In total, No More Ransom has allowed more than 10 million individuals to successfully decrypt their infected files via free decryptors. Without access to such tools, the only remaining option would be to pay the cybercriminals behind the ransomware who are using innocent people’s files as leverage for a payday.

And that payday is substantial, to say the least. Upon No More Ransom entering its fifth anniversary last year, it was revealed that the initiative “prevented criminals from earning almost a billion euros through ransomware attacks.”

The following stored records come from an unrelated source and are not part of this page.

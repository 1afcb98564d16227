//! Expansion state arena.
//!
//! Nodes are keyed by their expansion key. `toggle_expand` is the only way to
//! flip a node; the fetch lifecycle (`begin_fetch` → `complete_fetch` /
//! `fail_fetch`) only touches the cache entry. Rendering sees the store
//! through the read-only [`ExpansionView`] projection.
//!
//! Collapsing never drops a cache entry. Only `invalidate` and `clear` do.

use std::collections::HashMap;

use crate::tree::keys::NodeKey;

/// Cached children of one node.
#[derive(Debug, Clone, PartialEq)]
pub struct CacheEntry<T> {
    pub data: Vec<T>,
    pub is_loading: bool,
}

impl<T> CacheEntry<T> {
    pub fn loading() -> Self {
        Self {
            data: Vec::new(),
            is_loading: true,
        }
    }

    pub fn loaded(data: Vec<T>) -> Self {
        Self {
            data,
            is_loading: false,
        }
    }
}

/// Per-node state.
#[derive(Debug, Clone)]
pub struct ExpansionNode<T> {
    pub key: NodeKey,
    pub expanded: bool,
    pub entry: Option<CacheEntry<T>>,
}

/// What a toggle did.
#[derive(Debug, Clone, Copy, PartialEq, Eq)]
pub enum Toggle {
    Collapsed,
    /// `needs_fetch` is true when no entry exists yet, loading or loaded.
    Expanded { needs_fetch: bool },
}

/// Read-only projection consumed by the renderer.
pub trait ExpansionView<T> {
    fn is_expanded(&self, key: &NodeKey) -> bool;
    fn cache_entry(&self, key: &NodeKey) -> Option<&CacheEntry<T>>;
}

/// Arena of expansion nodes.
#[derive(Debug, Clone)]
pub struct ExpansionStore<T> {
    nodes: HashMap<String, ExpansionNode<T>>,
    by_cache_key: HashMap<String, String>,
}

impl<T> Default for ExpansionStore<T> {
    fn default() -> Self {
        Self {
            nodes: HashMap::new(),
            by_cache_key: HashMap::new(),
        }
    }
}

impl<T> ExpansionStore<T> {
    pub fn new() -> Self {
        Self::default()
    }

    fn node_mut(&mut self, key: &NodeKey) -> &mut ExpansionNode<T> {
        self.by_cache_key
            .entry(key.cache_key().to_string())
            .or_insert_with(|| key.expansion_key().to_string());

        self.nodes
            .entry(key.expansion_key().to_string())
            .or_insert_with(|| ExpansionNode {
                key: key.clone(),
                expanded: false,
                entry: None,
            })
    }

    /// Flip a node's expanded flag, creating it on first use.
    pub fn toggle_expand(&mut self, key: &NodeKey) -> Toggle {
        let node = self.node_mut(key);
        node.expanded = !node.expanded;

        if node.expanded {
            Toggle::Expanded {
                needs_fetch: node.entry.is_none(),
            }
        } else {
            Toggle::Collapsed
        }
    }

    /// Mark a node as loading. Returns false if a fetch is already outstanding.
    ///
    /// Data from a previous load stays in place until the new one completes.
    pub fn begin_fetch(&mut self, key: &NodeKey) -> bool {
        let node = self.node_mut(key);
        match node.entry.as_mut() {
            Some(entry) if entry.is_loading => false,
            Some(entry) => {
                entry.is_loading = true;
                true
            }
            None => {
                node.entry = Some(CacheEntry::loading());
                true
            }
        }
    }

    pub fn complete_fetch(&mut self, key: &NodeKey, data: Vec<T>) {
        self.node_mut(key).entry = Some(CacheEntry::loaded(data));
    }

    /// Settle a failed fetch as loaded-empty, which renders the no-data message.
    pub fn fail_fetch(&mut self, key: &NodeKey) {
        self.node_mut(key).entry = Some(CacheEntry::loaded(Vec::new()));
    }

    /// Give up on an outstanding fetch.
    ///
    /// A fresh entry is removed so the next expand fetches again. An entry
    /// still holding earlier rows keeps them and stops loading.
    pub fn abandon_fetch(&mut self, key: &NodeKey) {
        let Some(node) = self.nodes.get_mut(key.expansion_key()) else {
            return;
        };
        let Some(entry) = node.entry.as_mut() else {
            return;
        };
        if !entry.is_loading {
            return;
        }
        if entry.data.is_empty() {
            node.entry = None;
        } else {
            entry.is_loading = false;
        }
    }

    /// Drop a node's cached children. The expanded flag is kept.
    pub fn invalidate(&mut self, key: &NodeKey) -> Option<CacheEntry<T>> {
        self.nodes
            .get_mut(key.expansion_key())
            .and_then(|node| node.entry.take())
    }

    pub fn node(&self, key: &NodeKey) -> Option<&ExpansionNode<T>> {
        self.nodes.get(key.expansion_key())
    }

    /// Look up a cache entry by its raw cache key.
    pub fn entry_by_cache_key(&self, cache_key: &str) -> Option<&CacheEntry<T>> {
        let expansion = self.by_cache_key.get(cache_key)?;
        self.nodes.get(expansion)?.entry.as_ref()
    }

    pub fn nodes(&self) -> impl Iterator<Item = &ExpansionNode<T>> {
        self.nodes.values()
    }

    pub fn len(&self) -> usize {
        self.nodes.len()
    }

    pub fn is_empty(&self) -> bool {
        self.nodes.is_empty()
    }

    /// Discard all state, as when the owning page goes away.
    pub fn clear(&mut self) {
        self.nodes.clear();
        self.by_cache_key.clear();
    }
}

impl<T> ExpansionView<T> for ExpansionStore<T> {
    fn is_expanded(&self, key: &NodeKey) -> bool {
        self.node(key).is_some_and(|n| n.expanded)
    }

    fn cache_entry(&self, key: &NodeKey) -> Option<&CacheEntry<T>> {
        self.node(key).and_then(|n| n.entry.as_ref())
    }
}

No More Ransom’s premise is simple but effective. Its Crypto Sheriff tool uploads two encrypted files alongside the ransomware note, after which it attempts to match them via a database of tools that can provide a solution. Once a match has been established, a compatible ransomware decryptor will be shared with the victim. Here, a detailed set of instructions within a manual can help the individual in unlocking their files.

A depiction of a hacked computer sitting in an office full of PCs.
Getty Images

Alternatively, if the search is unable to locate a suitable decryptor, victims will be encouraged to regularly check again due to the frequency of unlock tools being added to the system.

While programs like No More Ransom are useful in battling the ever-growing threat of ransomware, the groups behind the malicious software that holds files and folders hostage aren’t sitting idly by.

Security firm Kaspersky has observed how ransomware gangs are now evolving their “cross-platform capabilities,” as well as “updated business processes.”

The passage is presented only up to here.